Ho visto questo articolo solo alcuni giorni fa. Fa piacere che il mio territorio, seppur povero, abbia lasciato nei cuori tanto sentimento da averne dedicato i ricodi in una pagina web. Io sono lunigianase ed in particolare Serriciolese da sempre, ma alcuni passaggi mi fanno sembrare il mio minuscolo paese una città. Olivola, Verpiana e tutta la Lunigiana hanno forti radici che si sono ben saldate con il territorio. Olivola ha conservato, per poi restituirle nel tempo, le memorie preistoriche di una natura selvaggia e ricca di fauna. I resti ora si possono visitare a Firenze. Poi arrivarono i Liguri, in particolare quelli che si stabilirono in queste zone vennero denominati Liguri Apuani, più tardi i Romani conquistarono la Lunigiana cacciando i Liguri e deportando 50000 uomini, donne e bambini nel Sannio. Della presenza romana rimangono pochi resti e qualche scritto storico. Lasciarono invece tracce Longobardi e Bizantini, e successivamente i Marchesi Malaspina. Dei Marchesi Malaspina sono ben visibili i castelli e borghi. Olivola ebbe un ruolo importante nel primo periodo della conquista Malaspiniana, tanto che divenne la sede marchinale di un vasto territorio che andava dalle Apuane a Villafranca. Olivola rimarrà marchesato, anche se Pallerone dal 1500 inizia ad avere più importanza, e dove Lazzaro I Malaspina costruisce, nel 1510, un palazzo marchuonale, fino alla caduta del feudalesimo e precisamente con l’avvento di Napoleone. Verpiana e Barisello iniziano ad avere importanza prima di Pallerone.
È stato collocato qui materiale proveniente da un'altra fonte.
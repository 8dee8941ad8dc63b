//! Schema validation for model JSON output.
//!
//! Model output is untrusted and often *almost* correct, so callers
//! run the lenient [`normalize`] coercion first and this strict
//! validation second. The two phases are separate functions on
//! purpose; neither weakens the other's contract.

pub mod normalize;

pub use normalize::normalize;

use serde::{Deserialize, Serialize};
use serde_json::Value;

/// Character budget for the invalid-output excerpt in a repair prompt.
const EXCERPT_BUDGET: usize = 500;

/// One field-level violation.
#[derive(Debug, Clone, PartialEq, Eq, Serialize, Deserialize)]
pub struct ValidationIssue {
    pub path: String,
    pub message: String,
}

impl ValidationIssue {
    fn new(path: impl Into<String>, message: impl Into<String>) -> Self {
        Self {
            path: path.into(),
            message: message.into(),
        }
    }
}

/// Result of validating a value against a schema.
#[derive(Debug, Clone, PartialEq)]
pub enum ValidationOutcome {
    Valid { data: Value },
    Invalid { issues: Vec<ValidationIssue> },
}

/// Structural validation: types, required fields, enumerated value
/// sets, array length bounds, numeric ranges, string lengths.
///
/// Failures produce per-field `(path, message)` pairs so callers can
/// build a repair prompt or fall back deterministically.
pub fn validate(value: &Value, schema: &Value) -> ValidationOutcome {
    let mut issues = Vec::new();
    check_value("$", value, schema, &mut issues);
    if issues.is_empty() {
        ValidationOutcome::Valid {
            data: value.clone(),
        }
    } else {
        ValidationOutcome::Invalid { issues }
    }
}

fn check_value(path: &str, value: &Value, schema: &Value, issues: &mut Vec<ValidationIssue>) {
    if let Some(expected) = schema.get("type").and_then(Value::as_str) {
        if !value_matches_type(value, expected) {
            issues.push(ValidationIssue::new(
                path,
                format!(
                    "expected type '{expected}', got {}",
                    json_type_name(value)
                ),
            ));
            return;
        }
    }

    if let Some(allowed) = schema.get("enum").and_then(Value::as_array) {
        if !allowed.contains(value) {
            issues.push(ValidationIssue::new(
                path,
                format!(
                    "{} is not one of the allowed values {}",
                    value,
                    serde_json::Value::Array(allowed.clone())
                ),
            ));
        }
    }

    match value {
        Value::Object(map) => {
            if let Some(required) = schema.get("required").and_then(Value::as_array) {
                for field in required {
                    if let Some(name) = field.as_str() {
                        if !map.contains_key(name) {
                            issues.push(ValidationIssue::new(
                                format!("{path}.{name}"),
                                "missing required field",
                            ));
                        }
                    }
                }
            }
            if let Some(properties) = schema.get("properties").and_then(Value::as_object) {
                for (key, child) in map {
                    if let Some(child_schema) = properties.get(key) {
                        check_value(&format!("{path}.{key}"), child, child_schema, issues);
                    }
                }
            }
        }
        Value::Array(items) => {
            if let Some(min) = schema.get("minItems").and_then(Value::as_u64) {
                if (items.len() as u64) < min {
                    issues.push(ValidationIssue::new(
                        path,
                        format!("must have at least {min} items, got {}", items.len()),
                    ));
                }
            }
            if let Some(max) = schema.get("maxItems").and_then(Value::as_u64) {
                if (items.len() as u64) > max {
                    issues.push(ValidationIssue::new(
                        path,
                        format!("must have at most {max} items, got {}", items.len()),
                    ));
                }
            }
            if let Some(item_schema) = schema.get("items") {
                for (i, item) in items.iter().enumerate() {
                    check_value(&format!("{path}[{i}]"), item, item_schema, issues);
                }
            }
        }
        Value::Number(n) => {
            if let (Some(min), Some(actual)) =
                (schema.get("minimum").and_then(Value::as_f64), n.as_f64())
            {
                if actual < min {
                    issues.push(ValidationIssue::new(path, format!("must be >= {min}")));
                }
            }
            if let (Some(max), Some(actual)) =
                (schema.get("maximum").and_then(Value::as_f64), n.as_f64())
            {
                if actual > max {
                    issues.push(ValidationIssue::new(path, format!("must be <= {max}")));
                }
            }
        }
        Value::String(s) => {
            if let Some(max) = schema.get("maxLength").and_then(Value::as_u64) {
                if (s.chars().count() as u64) > max {
                    issues.push(ValidationIssue::new(
                        path,
                        format!("must be at most {max} characters"),
                    ));
                }
            }
        }
        _ => {}
    }
}

/// Compose a follow-up instruction embedding the validation issues and
/// a truncated excerpt of the invalid output, asking for a corrected
/// JSON-only response. Used for at most one repair cycle.
pub fn build_repair_prompt(
    original_prompt: &str,
    invalid_output: &str,
    issues: &[ValidationIssue],
) -> String {
    let mut bullets = String::new();
    for issue in issues {
        bullets.push_str(&format!("- {}: {}\n", issue.path, issue.message));
    }
    let excerpt = normalize::truncate_chars(invalid_output, EXCERPT_BUDGET);
    format!(
        "Your previous response did not match the required JSON shape.\n\
         Problems:\n{bullets}\n\
         Invalid response (may be truncated):\n{excerpt}\n\n\
         Original request:\n{original_prompt}\n\n\
         Reply again with ONLY a single corrected JSON document. \
         No markdown fences, no commentary."
    )
}

fn value_matches_type(value: &Value, expected: &str) -> bool {
    match expected {
        "string" => value.is_string(),
        "number" => value.is_number(),
        "integer" => value.is_i64() || value.is_u64(),
        "boolean" => value.is_boolean(),
        "object" => value.is_object(),
        "array" => value.is_array(),
        "null" => value.is_null(),
        _ => true,
    }
}

fn json_type_name(value: &Value) -> &'static str {
    match value {
        Value::Null => "null",
        Value::Bool(_) => "boolean",
        Value::Number(_) => "number",
        Value::String(_) => "string",
        Value::Array(_) => "array",
        Value::Object(_) => "object",
    }
}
Il Professor Giulivo Ricci riteneva che il nome Verpiana derivasse dalla forma dialettale Ver la piana, ovvero verso la piana. In effetti si poneva in una posizione strategica per la coltivazione dei campi situati a valle. Barisello qualcuno ipotizza possa derivare da Bargello, ovvero l’abitazione di un amministratore del marchese. Sconfitto Napoleone e finita l’epoca feudale Olivola perde sempre più importanza a favore dei centri minori, Pallerone, Bigliolo, Verpiana e Canova. Per l’espansione di Serricciolo bisogna aspettare la fine della prima guerra mondiale, e per la sua attuale consistenza gli anni 70/80. Chi vive in queste terre sa di vivere in un bel posto, ma anche di non avere prospettive economiche che permettano di espandersi ulteriormente. La ringrazio per averci dato la possibilità di conoscere un punto di vista diverso dal nostro e di averci ricordato persone a noi care.
Pier Luigi Trivelli
Enjoyed reading this. I stayed in a house in Verpiana in the early 2000s with two friends. Al three of us are artists, but not making a living out of it. The owners of the house were living on the ground floor and let out the top floor, which had a terrace we also enjoyed. I wonder if it was the same house as the one you stayed in. I can’t remember the address or the names of the owners. We walked up the road to Olivola, a crumbling old hill top village, but found the locals there a bit forbidding (or shy?). We had a fierce storm the first night there. I’ll never forget the view of the mountains the next morning. Beautiful figs and grapes in the fields. Lovely place.